_What the task requires_
Please copy each line of the records below that includes the word "crate".

[Items listed in a dataset]

....................

//! Plain, `serde`-deserializable configuration structs.
//!
//! No dedicated config-layer crate is introduced — plain structs are
//! constructed programmatically or loaded from JSON via `serde_json`,
//! already a dependency.

use std::time::Duration;

use serde::{Deserialize, Serialize};

use crate::transport::ReevaluationOutputMode;

/// Tick-timer configuration for a `LandKeeper`.
#[derive(Debug, Clone, Copy, PartialEq, Serialize, Deserialize)]
pub struct TickSettings {
    pub tick_interval_millis: u64,
    /// Soft ceiling on how long a submitted action's response future may
    /// wait before the caller gives up; the tick loop itself is unaffected —
    /// this only bounds how long a caller polls its `oneshot::Receiver`.
    pub max_action_await_millis: u64,
}

impl TickSettings {
    pub fn tick_interval(&self) -> Duration {
        Duration::from_millis(self.tick_interval_millis)
    }

    pub fn max_action_await(&self) -> Duration {
        Duration::from_millis(self.max_action_await_millis)
    }
}

impl Default for TickSettings {
    fn default() -> Self {
        Self { tick_interval_millis: 50, max_action_await_millis: 5_000 }
    }
}

/// Serializable counterpart of a `LandKeeper`'s replay output routing, so a
/// land's full runtime config can round-trip through JSON alongside
/// `TickSettings`.
#[derive(Debug, Clone, Copy, PartialEq, Default, Serialize, Deserialize)]
pub struct ReevaluationSettings {
    pub output_mode: ReevaluationOutputMode,
    pub stop_on_first_divergence: bool,
}

#[cfg(test)]
mod tests {
    use super::*;

    #[test]
    fn tick_settings_default_round_trips_through_json() {
        let settings = TickSettings::default();
        let encoded = serde_json::to_string(&settings).unwrap();
        let decoded: TickSettings = serde_json::from_str(&encoded).unwrap();
        assert_eq!(settings, decoded);
        assert_eq!(settings.tick_interval(), Duration::from_millis(50));
    }

    #[test]
    fn reevaluation_settings_round_trip() {
        let settings = ReevaluationSettings {
            output_mode: ReevaluationOutputMode::TransportAndSink,
            stop_on_first_divergence: true,
        };
        let encoded = serde_json::to_string(&settings).unwrap();
        let decoded: ReevaluationSettings = serde_json::from_str(&encoded).unwrap();
        assert_eq!(settings, decoded);
    }
}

....................

_Response_
//! No dedicated config-layer crate is introduced — plain structs are
use crate::transport::ReevaluationOutputMode;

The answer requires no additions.